Die Gesamthochschule würde ein autoritär verkrustetes Hochschulsystem ersetzen, das Studenten und Assistenten auf beklemmende Weise abhängig macht (von den Ordinarien), und auch die Professoren (von den Geldgebern). Sie würde neue Lehr- und Lernmethoden installieren, wo heute noch die Meinung vorherrscht — wie der Furtwanger Ingenieurschul-Dozent Helmut Kahlert sarkastisch bemerkt -, „daß ein Fach sich selber lehre … sofern der betreffende Dozent sich nur als Kenner in seiner Disziplin erweist“; wo Fakultätsgremien, wie Professor Steinbuch kritisiert, „über formale und juristische Fragen der Studien- und Prüfungsordnung mindestens viermal so lang beraten wie über wissenschaftliche und pädagogische Fragen“.

Die Möglichkeiten, die das Gesamthochschul-Modell bietet, lassen den konservativen Einwand, hier werde „Bildungs-Eintopf“ angerührt, ebenso schwach erscheinen wie die zu erwartende Behauptung linksradikaler Studenten, es handele sich um eine technokratische Reform.

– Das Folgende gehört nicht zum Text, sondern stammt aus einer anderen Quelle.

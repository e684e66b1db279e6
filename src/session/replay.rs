//! Replay
//!
//! Rebuilds a game from its seed and move list. A session's random draws
//! happen only at generation, refill and reshuffle, all from the one seeded
//! RNG, so replaying [`GameSession::moves`] reproduces the board and ledger
//! exactly. Moves recorded before a `new_game` are not covered.

use tracing::debug;

use crate::core::hash::short_hex;
use crate::game::error::{ConfigError, EngineError};
use crate::game::grid::Position;
use crate::session::config::SessionConfig;
use crate::session::game::GameSession;

/// Replay failure.
#[derive(Debug, Clone, PartialEq, Eq, thiserror::Error)]
pub enum ReplayError {
    /// The configuration was rejected.
    #[error(transparent)]
    Config(#[from] ConfigError),

    /// A recorded swap was rejected.
    #[error("move {index} rejected: {source}")]
    Engine {
        /// Index into the move list.
        index: usize,
        /// Underlying error.
        source: EngineError,
    },
}

/// Play `moves` on a fresh session seeded with `seed`.
pub fn replay(
    config: SessionConfig,
    seed: u64,
    moves: &[(Position, Position)],
) -> Result<GameSession, ReplayError> {
    let mut session = GameSession::new(config, seed)?;
    for (index, &(a, b)) in moves.iter().enumerate() {
        session
            .attempt_swap(a, b)
            .map_err(|source| ReplayError::Engine { index, source })?;
    }
    debug!(
        "Replayed {} move(s) from seed {:#018x}: {}",
        moves.len(),
        seed,
        short_hex(&session.compute_hash())
    );
    Ok(session)
}

#[cfg(test)]
mod tests {
    use super::*;

    #[test]
    fn test_replay_reproduces_session() {
        let config = SessionConfig::default();
        let mut live = GameSession::new(config.clone(), 2024).unwrap();
        for _ in 0..10 {
            let Some((a, b)) = live.hint() else { break };
            live.attempt_swap(a, b).unwrap();
        }
        // Recorded whether or not it matches
        live.attempt_swap(0, 1).unwrap();

        let replayed = replay(config, live.seed(), live.moves()).unwrap();
        assert_eq!(replayed.grid(), live.grid());
        assert_eq!(replayed.ledger(), live.ledger());
        assert_eq!(replayed.compute_hash(), live.compute_hash());
        assert_eq!(replayed.rng_draws(), live.rng_draws());
    }

    #[test]
    fn test_replay_reports_bad_move() {
        let err = replay(SessionConfig::default(), 1, &[(0, 5)]).err();
        assert_eq!(
            err,
            Some(ReplayError::Engine {
                index: 0,
                source: EngineError::InvalidSwap { a: 0, b: 5 },
            })
        );

        let bad = SessionConfig { width: 1, ..SessionConfig::default() };
        assert_eq!(
            replay(bad, 1, &[]).err(),
            Some(ReplayError::Config(ConfigError::WidthTooSmall(1)))
        );
    }
}
//! Score Reporting
//!
//! Turns scoring outcomes into reports for an external sink (a chain relay,
//! a leaderboard). Submission is fire-and-forget: a failed report is marked
//! `Failed` in the history and logged, nothing more.

use std::collections::VecDeque;
use std::sync::{Arc, Mutex};

use chrono::{DateTime, Utc};
use serde::{Serialize, Deserialize};
use tracing::{info, warn};

use crate::game::ledger::LedgerSnapshot;
use crate::game::resolver::TurnSummary;
use crate::session::observer::TurnObserver;

/// Reports kept in the history.
pub const REPORT_HISTORY_LEN: usize = 10;

/// Delivery state of a report.
#[derive(Clone, Copy, Debug, PartialEq, Eq, Serialize, Deserialize)]
pub enum ReportStatus {
    /// Created, not yet handed to the sink
    Pending,
    /// Accepted by the sink
    Submitted,
    /// Rejected by the sink
    Failed,
}

/// One score report.
#[derive(Clone, Debug, PartialEq, Eq, Serialize, Deserialize)]
pub struct ScoreReport {
    /// Report id
    pub id: uuid::Uuid,
    /// Running session score after the turn
    pub total_score: u32,
    /// Tokens cleared by the turn
    pub matched_count: u32,
    /// Combo bonus earned by the turn
    pub combo_bonus: u32,
    /// Millisecond timestamp, unique per report
    pub nonce: i64,
    /// Creation time
    pub timestamp: DateTime<Utc>,
    /// Delivery state
    pub status: ReportStatus,
}

impl ScoreReport {
    /// Build a pending report.
    pub fn new(total_score: u32, matched_count: u32, combo_bonus: u32) -> Self {
        let timestamp = Utc::now();
        Self {
            id: uuid::Uuid::new_v4(),
            total_score,
            matched_count,
            combo_bonus,
            nonce: timestamp.timestamp_millis(),
            timestamp,
            status: ReportStatus::Pending,
        }
    }

    /// Message a sink signs or posts.
    pub fn message(&self) -> String {
        format!(
            "Score: {} | Matches: {} | Combo: {} | Nonce: {}",
            self.total_score, self.matched_count, self.combo_bonus, self.nonce
        )
    }
}

/// Sink rejected a report.
#[derive(Debug, Clone, PartialEq, Eq, thiserror::Error)]
#[error("report rejected: {0}")]
pub struct ReportError(pub String);

/// Destination for score reports.
pub trait ReportSink {
    /// Deliver one report.
    fn submit(&mut self, report: &ScoreReport) -> Result<(), ReportError>;
}

/// Sink that only logs the report message.
#[derive(Debug, Default, Clone, Copy)]
pub struct LogSink;

impl ReportSink for LogSink {
    fn submit(&mut self, report: &ScoreReport) -> Result<(), ReportError> {
        info!("Score report ready: {}", report.message());
        Ok(())
    }
}

/// Shared view of the most recent reports, newest first.
#[derive(Debug, Clone, Default)]
pub struct ReportHistory(Arc<Mutex<VecDeque<ScoreReport>>>);

impl ReportHistory {
    /// Copy of the stored reports, newest first.
    pub fn recent(&self) -> Vec<ScoreReport> {
        match self.0.lock() {
            Ok(reports) => reports.iter().cloned().collect(),
            Err(poisoned) => poisoned.into_inner().iter().cloned().collect(),
        }
    }

    fn push(&self, report: ScoreReport) {
        let mut reports = match self.0.lock() {
            Ok(reports) => reports,
            Err(poisoned) => poisoned.into_inner(),
        };
        reports.push_front(report);
        reports.truncate(REPORT_HISTORY_LEN);
    }
}

/// Observer that reports every scoring turn to a sink.
pub struct ReportLog<S: ReportSink> {
    sink: S,
    history: ReportHistory,
}

impl<S: ReportSink> ReportLog<S> {
    /// Report into `sink`.
    pub fn new(sink: S) -> Self {
        Self {
            sink,
            history: ReportHistory::default(),
        }
    }

    /// Handle on the report history; stays valid after the log is boxed.
    pub fn history(&self) -> ReportHistory {
        self.history.clone()
    }

    fn submit(&mut self, mut report: ScoreReport) {
        report.status = match self.sink.submit(&report) {
            Ok(()) => ReportStatus::Submitted,
            Err(e) => {
                warn!("Score report {} failed: {}", report.id, e);
                ReportStatus::Failed
            }
        };
        self.history.push(report);
    }
}

impl<S: ReportSink> TurnObserver for ReportLog<S> {
    fn on_turn(&mut self, summary: &TurnSummary, ledger: &LedgerSnapshot) {
        if !summary.had_any_match {
            return;
        }
        let report = ScoreReport::new(
            ledger.total_score,
            summary.tokens_cleared,
            summary.combo_bonus_applied,
        );
        self.submit(report);
    }

    fn on_session_end(&mut self, final_report: &FinalReport) {
        if final_report.total_score == 0 {
            return;
        }
        let report = ScoreReport::new(
            final_report.total_score,
            final_report.matched_count,
            final_report.combo_streak,
        );
        self.submit(report);
    }
}

/// Summary handed out when the player leaves.
#[derive(Clone, Debug, PartialEq, Eq, Serialize, Deserialize)]
pub struct FinalReport {
    /// Session id
    pub session_id: uuid::Uuid,
    /// Key the best score is stored under
    pub player_key: String,
    /// Final score
    pub total_score: u32,
    /// Approximate tokens matched (`total_score / points_per_token`)
    pub matched_count: u32,
    /// Combo streak at exit
    pub combo_streak: u32,
    /// Seconds played
    pub elapsed_seconds: u32,
    /// Best score after this session
    pub best_score: u32,
    /// Whether this session set the best score
    pub new_best: bool,
}

#[cfg(test)]
mod tests {
    use super::*;
    use crate::game::grid::Grid;

    struct FlakySink {
        fail_every: u32,
        calls: u32,
    }

    impl ReportSink for FlakySink {
        fn submit(&mut self, _report: &ScoreReport) -> Result<(), ReportError> {
            self.calls += 1;
            if self.calls % self.fail_every == 0 {
                Err(ReportError("relay unavailable".into()))
            } else {
                Ok(())
            }
        }
    }

    fn scoring_turn(score_delta: u32) -> TurnSummary {
        TurnSummary {
            swap: (0, 1),
            tokens_cleared: score_delta / 10,
            score_delta,
            combo_bonus_applied: 0,
            cascade_steps: 1,
            runs: Vec::new(),
            final_grid: Grid::empty(3),
            had_any_match: true,
        }
    }

    #[test]
    fn test_message_format() {
        let report = ScoreReport::new(120, 9, 10);
        assert_eq!(
            report.message(),
            format!("Score: 120 | Matches: 9 | Combo: 10 | Nonce: {}", report.nonce)
        );
        assert_eq!(report.status, ReportStatus::Pending);
    }

    #[test]
    fn test_failures_are_recorded_not_raised() {
        let mut log = ReportLog::new(FlakySink { fail_every: 2, calls: 0 });
        let history = log.history();

        let ledger = LedgerSnapshot { total_score: 30, ..LedgerSnapshot::default() };
        log.on_turn(&scoring_turn(30), &ledger);
        log.on_turn(&scoring_turn(30), &ledger);

        let recent = history.recent();
        assert_eq!(recent.len(), 2);
        // Newest first
        assert_eq!(recent[0].status, ReportStatus::Failed);
        assert_eq!(recent[1].status, ReportStatus::Submitted);
    }

    #[test]
    fn test_history_is_bounded() {
        let mut log = ReportLog::new(LogSink);
        let history = log.history();
        for i in 1..=15 {
            let ledger = LedgerSnapshot { total_score: i * 30, ..LedgerSnapshot::default() };
            log.on_turn(&scoring_turn(30), &ledger);
        }
        let recent = history.recent();
        assert_eq!(recent.len(), REPORT_HISTORY_LEN);
        assert_eq!(recent[0].total_score, 450);
    }

    #[test]
    fn test_no_match_turn_not_reported() {
        let mut log = ReportLog::new(LogSink);
        let mut turn = scoring_turn(0);
        turn.had_any_match = false;
        log.on_turn(&turn, &LedgerSnapshot::default());
        assert!(log.history().recent().is_empty());
    }
}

Genau das, technokratisch, ist diese Neuerung nicht. Der gegenteilige Eindruck kann nur bei oberflächlicher Betrachtung entstehen — perfekte Organisationen, rationelle Hochschularbeit einerseits und Hochschuldemokratie andererseits schließen einander nicht aus.

Im Gegenteil: Die demokratisierte Hochschule und die leistungsorientierte Hochschule bedingen einander in diesem Modell.

Das System Gesamtschule-Gesamthochschule verschafft jedem Jungbürger ungeachtet seiner sozialen Herkunft die individuell größten Bildungschancen — und gleichzeitig bewirkt diese Realisierung des Grundrechts auf Bildung, daß die Gesellschaft alle Talente für ihre wirtschaftliche und kulturelle Fortentwicklung mobilisiert.

Der Grundsatz der Lernfreiheit erlaubt die freie Wahl der Fächerkombinationen und ermöglicht individuelle Studienabschlüsse — und gleichzeitig genügt diese Differenzierung den Ansprüchen der Industriegesellschaft, die auf eine Vielzahl unterschiedlich ausgebildeter und kritisch-interessierter Menschen angewiesen ist.

Die Zusammenfassung aller weiterführenden Bildungseinrichtungen oberhalb der Gesamtschule räumt Prestige-Barrieren ab (zwischen Volksschullehrern und Studienräten etwa, zwischen graduierten und diplomierten Ingenieuren) — und setzt gleichzeitig das Leistungsprinzip durch, fördert die Rationalisierung von Lehr- wie Forschungseinrichtungen, ermöglicht einen ebenso kostensparenden wie didaktisch wirkungsvollen Lehrkörper-Verbund.

„Wer das ‚Bürgerrecht auf Bildung‘ kontigentieren will“, sagt Evers, „kann diesem Modell nicht zustimmen. Wer dagegen meint, Förderung jedes einzelnen bis zum Höchstmaß seiner Befähigung sei die verfassungsmäßige gesellschaftspolitische Aufgabe, der wird diesem Modell — bei allen erforderlichen Klärungen im Detail — eine Chance geben.“

Die FDP-Politikerin Hildegard Hamm-Brücher: „Die Gesamthochschule ist die vernünftigste Lösung, wenn wir die Durchlässigkeit der verschiedenen Bildungswege anstreben. Mit einem entsprechenden Hochschulrahmengesetz könnte diese Entwicklung eingeleitet werden. Dann wären Gesamthochschulen schon innerhalb der nächsten zehn Jahre vorstellbar.“

Sollten diese und ähnliche Vorstellungen liberaler und sozialdemokratischer Politiker verwirklicht werden können, wären im übrigen die wichtigsten Essentials erfüllt, die Anfang letzten Jahres der — damals noch nicht vom SDS beherrschte — Verband Deutscher Studentenschaften (VDS) formuliert hat.

Eine konsequent verwirklichte Gesamthochschule böte mithin eine — vielleicht die einzige — Möglichkeit, eine Brücke zu den Studentengenerationen zu schlagen, die der gegenwärtigen Gesellschaft nichts mehr abgewinnen können. Und in einer postchristdemokratischen Bundesrepublik sind die Chancen, das Modell in die Wirklichkeit umzusetzen, vielleicht so schlecht nicht — jedenfalls, immer relativ, etwas besser als bisher.